At one point I wanted to write about graduation, which is now about two months past. Even as I get excited for them, I never like my graduations. They're always rushed, inadequate, and leave more emptiness than fulfillment. It's also rained on my last two of three. It's no one's fault really that graduations are this way. There's just too much to be contained in that amount of space. This year during graduation, I got laryngitis and lost my voice. This actually really depressed me. I'm grateful though that my kind advisor opened her home to my family and me, and that I was sick in a comfortable home. And for my awesome friend who drove out to this home to bring me lunch and chamomile tea. Dealing with the stresses of physically moving and emotionally graduating, on top of feeling drained of the energy and resource needed to deal with them, was pretty crappy. My family was very supportive, but I don't think families have a sense of what graduation is for the graduate, and I felt a little alone in the difficulty of those moments.

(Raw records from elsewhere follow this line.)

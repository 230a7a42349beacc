//! Watch registration and the per-directory event loop.
//!
//! Each registered directory gets its own backend handle and its own
//! independent loop task. The shared [`HandleRegistry`] is the only state
//! the tasks and the registration path have in common.

use std::path::{Path, PathBuf};
use std::sync::Arc;

use walkdir::WalkDir;

use crate::backend::{NativeBackend, TakeError, WatchBackend, WatchHandle};
use crate::config::Settings;
use crate::error::WatchError;
use crate::event::{EventKind, EventKinds, Notification};
use crate::registry::{HandleRegistry, WatchId};

/// Callback receiving translated notifications.
///
/// Invoked synchronously on the loop task of the directory that produced
/// the event. A listener that blocks stalls only that directory's delivery.
pub type Listener = Arc<dyn Fn(Notification) + Send + Sync>;

/// Parameters of one watch operation.
pub struct WatchRequest {
    pub path: PathBuf,
    pub kinds: EventKinds,
    pub listener: Listener,
    pub recurse: bool,
}

/// Entry point for registering filesystem watches.
pub struct DirWatcher {
    backend: Arc<dyn WatchBackend>,
    registry: Arc<HandleRegistry>,
}

impl DirWatcher {
    /// Create a watcher backed by the platform notify implementation,
    /// with its own isolated registry.
    pub fn new(settings: &Settings) -> Self {
        Self::with_backend(
            Arc::new(NativeBackend::new(settings.watch.clone())),
            Arc::new(HandleRegistry::new()),
        )
    }

    /// Create a watcher with an injected backend and registry.
    pub fn with_backend(backend: Arc<dyn WatchBackend>, registry: Arc<HandleRegistry>) -> Self {
        Self { backend, registry }
    }

    /// The registry holding this watcher's live handles.
    pub fn registry(&self) -> &Arc<HandleRegistry> {
        &self.registry
    }

    /// Register interest in `kinds` under `path`.
    ///
    /// With `recurse`, every directory reachable by descent (symlinks not
    /// followed) gets its own handle and loop, exactly as if each had been
    /// registered individually. Directories created after this call are not
    /// picked up automatically.
    ///
    /// Returns once registration is done; delivery happens asynchronously
    /// on the spawned loop tasks. Only a failure to open or register the
    /// root directory's handle is surfaced here.
    ///
    /// Must be called from within a Tokio runtime.
    pub fn watch(
        &self,
        path: &Path,
        kinds: EventKinds,
        listener: impl Fn(Notification) + Send + Sync + 'static,
        recurse: bool,
    ) -> Result<(), WatchError> {
        self.submit(WatchRequest {
            path: path.to_path_buf(),
            kinds,
            listener: Arc::new(listener),
            recurse,
        })
    }

    /// Register the watch described by `request`.
    pub fn submit(&self, request: WatchRequest) -> Result<(), WatchError> {
        let WatchRequest {
            path,
            kinds,
            listener,
            recurse,
        } = request;

        if !path.exists() {
            return Err(WatchError::PathWatchFailed {
                path,
                reason: "path does not exist".to_string(),
            });
        }

        if !recurse {
            return self.watch_dir(&path, kinds, listener);
        }

        // Pre-order descent: the root first, then every subdirectory. Each
        // visit runs the single-directory registration with the same kinds
        // and listener.
        let mut walker = WalkDir::new(&path).follow_links(false).into_iter();
        match walker.next() {
            Some(Ok(root)) => self.watch_dir(root.path(), kinds, listener.clone())?,
            Some(Err(e)) => {
                return Err(WatchError::PathWatchFailed {
                    path,
                    reason: e.to_string(),
                });
            }
            None => {
                return Err(WatchError::PathWatchFailed {
                    path,
                    reason: "nothing to walk".to_string(),
                });
            }
        }

        for entry in walker {
            let entry = match entry {
                Ok(entry) => entry,
                Err(e) => {
                    tracing::warn!("[watch] skipping unreadable entry under {}: {e}", path.display());
                    continue;
                }
            };
            if !entry.file_type().is_dir() {
                continue;
            }
            // A subdirectory that cannot be watched (vanished mid-walk,
            // permissions) does not fail the whole request.
            if let Err(e) = self.watch_dir(entry.path(), kinds, listener.clone()) {
                tracing::warn!("[watch] failed to watch {}: {e}", entry.path().display());
            }
        }

        Ok(())
    }

    /// Single-directory registration: one new handle, enqueued into the
    /// registry at creation, registered for exactly `kinds`, then one
    /// spawned loop task.
    fn watch_dir(
        &self,
        dir: &Path,
        kinds: EventKinds,
        listener: Listener,
    ) -> Result<(), WatchError> {
        let handle = self.backend.open()?;
        let id = self.registry.insert(handle.clone());

        if let Err(e) = handle.register(dir, kinds) {
            self.registry.discard(id);
            return Err(e);
        }
        crate::debug_event!("watch", "registered", "{}", dir.display());

        let task = tokio::spawn(run_loop(
            id,
            handle,
            dir.to_path_buf(),
            listener,
            Arc::clone(&self.registry),
        ));
        self.registry.attach_task(id, task);
        Ok(())
    }

    /// Close every outstanding handle and wait for the loops to stop.
    ///
    /// Global: not scoped to any one watch request. Safe to call with an
    /// empty registry.
    pub async fn close_all(&self) {
        self.registry.close_all().await;
    }
}

/// Per-directory event loop.
///
/// Blocks until the handle reports a ready batch, drains it, hands
/// translated notifications to the listener on this task, then re-arms.
/// Transient wait failures keep the loop alive; a closed handle ends it
/// silently; a failed re-arm ends it and discards the registry entry.
///
/// Listener panics are deliberately not caught: they abort this one task
/// and leave every other loop running.
async fn run_loop(
    id: WatchId,
    handle: Arc<dyn WatchHandle>,
    dir: PathBuf,
    listener: Listener,
    registry: Arc<HandleRegistry>,
) {
    loop {
        match handle.take().await {
            Ok(()) => {}
            Err(TakeError::Closed) => {
                crate::debug_event!("watch", "closed", "{}", dir.display());
                return;
            }
            Err(TakeError::Backend(reason)) => {
                tracing::error!("[watch] wait failed for {}: {reason}", dir.display());
                continue;
            }
        }

        for raw in handle.poll_events() {
            let kind = EventKind::from_native(raw.kind);
            let path = resolve(&dir, raw.path);
            // Overflow carries no attributable path; absorb it.
            let Some(notification) = Notification::from_kind(kind, path) else {
                continue;
            };
            listener(notification);
        }

        if !handle.rearm() {
            crate::log_event!("watch", "stopped", "{} is no longer watchable", dir.display());
            registry.discard(id);
            return;
        }
    }
}

/// Resolve an event's context path against the watched directory.
fn resolve(dir: &Path, context: PathBuf) -> PathBuf {
    if context.is_absolute() {
        context
    } else {
        dir.join(context)
    }
}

But, I'm reminded that while graduation is supposed to be representative of what comes before, what I take isn't that representation but the actual substance of what came before. After the laryngitis, I developed what I've grown to habitually develop after any sort of cold--a chronic cough that keeps me up at night. This particular one was the worst I'd ever had; it could have me dry heaving, and coughing for an hour straight, and in physical pain from the strain. It's mostly gone now, though it'll come back in lesser degrees when I'm tired or worn or anxious.

In some ways, I've adjusted to this being the way graduations are meant to be (now that I'll never have one again)--painful in visceral ways, your body aware of a real movement, and feelings that overwhelm to the point that you can't digest any one sense. It's a lot, and instead of forcing yourself to handle it, it can be easier to let yourself be vulnerable to being overtaken. And grow more comfortable with the very gradual falling into place of things.

I've had to adjust to giving a lot of things more time. Moving, and settling. I didn't find an apartment until I started internship, and it stressed me for a little while to not be set up before I started work. But M said, why not just let it happen slowly. And since I didn't have much practical choice in that, I let go of my personal need to have everything in place before starting this new stage. Sometimes things don't align at the edges, and so I'm grateful for every step in home-making even as it coincides with a step in doctoring. It was only a couple days ago that I recycled all my boxes. I still don't have a dresser, so my clothes are piled in the closet and across the shelf that lines my room. But I do have plants and a couch and chair and dining table and one picture hung. The day after I moved in, I realized that a shower curtain was a real necessity, and I set up my bathroom soon after that, with my favorite item in the apartment so far, a rug that's green soft in color and texture and feels so good under my feet after a shower.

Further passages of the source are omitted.